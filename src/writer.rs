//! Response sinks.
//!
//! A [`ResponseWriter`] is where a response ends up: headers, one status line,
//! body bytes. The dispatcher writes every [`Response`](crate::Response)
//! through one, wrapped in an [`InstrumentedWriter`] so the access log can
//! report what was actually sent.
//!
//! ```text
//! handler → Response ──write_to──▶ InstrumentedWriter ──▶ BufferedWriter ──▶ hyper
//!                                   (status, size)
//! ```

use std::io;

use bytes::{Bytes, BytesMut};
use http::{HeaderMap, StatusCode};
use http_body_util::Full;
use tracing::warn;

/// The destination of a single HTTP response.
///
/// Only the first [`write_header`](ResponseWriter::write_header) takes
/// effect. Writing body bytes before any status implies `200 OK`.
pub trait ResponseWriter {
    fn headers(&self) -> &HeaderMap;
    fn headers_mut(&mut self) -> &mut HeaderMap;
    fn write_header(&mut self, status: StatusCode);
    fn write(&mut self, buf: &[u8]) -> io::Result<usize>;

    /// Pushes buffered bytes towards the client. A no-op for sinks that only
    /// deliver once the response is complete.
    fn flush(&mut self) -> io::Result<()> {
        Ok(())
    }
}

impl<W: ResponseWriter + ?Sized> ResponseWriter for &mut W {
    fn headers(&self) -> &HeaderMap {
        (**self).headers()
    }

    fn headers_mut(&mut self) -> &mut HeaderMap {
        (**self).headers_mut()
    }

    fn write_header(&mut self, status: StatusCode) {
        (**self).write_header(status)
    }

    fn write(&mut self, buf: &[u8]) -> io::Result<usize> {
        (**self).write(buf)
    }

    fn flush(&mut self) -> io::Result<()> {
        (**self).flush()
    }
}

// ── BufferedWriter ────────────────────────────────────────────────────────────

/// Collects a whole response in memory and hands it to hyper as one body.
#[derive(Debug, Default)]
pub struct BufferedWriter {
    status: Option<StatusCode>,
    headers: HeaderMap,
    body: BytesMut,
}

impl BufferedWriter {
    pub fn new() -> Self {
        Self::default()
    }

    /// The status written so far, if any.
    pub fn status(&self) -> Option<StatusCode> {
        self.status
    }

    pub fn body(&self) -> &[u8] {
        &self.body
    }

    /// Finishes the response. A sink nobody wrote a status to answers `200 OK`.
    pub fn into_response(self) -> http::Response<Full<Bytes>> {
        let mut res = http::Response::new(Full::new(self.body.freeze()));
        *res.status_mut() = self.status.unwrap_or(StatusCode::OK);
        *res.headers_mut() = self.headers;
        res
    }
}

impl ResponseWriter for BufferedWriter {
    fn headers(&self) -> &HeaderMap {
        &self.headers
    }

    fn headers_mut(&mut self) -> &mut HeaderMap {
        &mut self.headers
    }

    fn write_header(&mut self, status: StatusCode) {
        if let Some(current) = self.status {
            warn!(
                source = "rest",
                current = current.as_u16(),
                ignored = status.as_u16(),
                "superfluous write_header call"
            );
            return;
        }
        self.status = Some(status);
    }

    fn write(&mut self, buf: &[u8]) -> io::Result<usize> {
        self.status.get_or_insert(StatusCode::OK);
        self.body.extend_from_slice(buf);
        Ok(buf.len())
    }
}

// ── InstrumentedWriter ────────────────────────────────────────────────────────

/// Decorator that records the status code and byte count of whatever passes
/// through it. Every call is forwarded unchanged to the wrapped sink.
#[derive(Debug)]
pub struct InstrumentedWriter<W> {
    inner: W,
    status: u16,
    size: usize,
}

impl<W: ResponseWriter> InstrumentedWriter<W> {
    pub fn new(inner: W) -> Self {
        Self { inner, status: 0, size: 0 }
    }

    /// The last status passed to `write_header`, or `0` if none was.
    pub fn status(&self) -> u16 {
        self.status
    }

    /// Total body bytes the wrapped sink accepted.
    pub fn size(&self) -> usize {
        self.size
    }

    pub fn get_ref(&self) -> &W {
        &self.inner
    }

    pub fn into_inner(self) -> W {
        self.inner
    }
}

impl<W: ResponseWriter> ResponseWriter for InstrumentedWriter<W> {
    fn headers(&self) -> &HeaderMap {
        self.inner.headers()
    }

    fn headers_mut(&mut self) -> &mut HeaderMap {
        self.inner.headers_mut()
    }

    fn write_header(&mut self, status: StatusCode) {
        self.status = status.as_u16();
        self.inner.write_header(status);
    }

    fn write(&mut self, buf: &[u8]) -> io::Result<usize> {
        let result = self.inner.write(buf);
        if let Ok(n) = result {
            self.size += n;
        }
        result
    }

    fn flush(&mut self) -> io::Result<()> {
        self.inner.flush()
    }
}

= What is required =
Look through the entries above and find each line where the word "that" occurs; copy those lines.

= Task output =
    /// Pushes buffered bytes towards the client. A no-op for sinks that only
/// Decorator that records the status code and byte count of whatever passes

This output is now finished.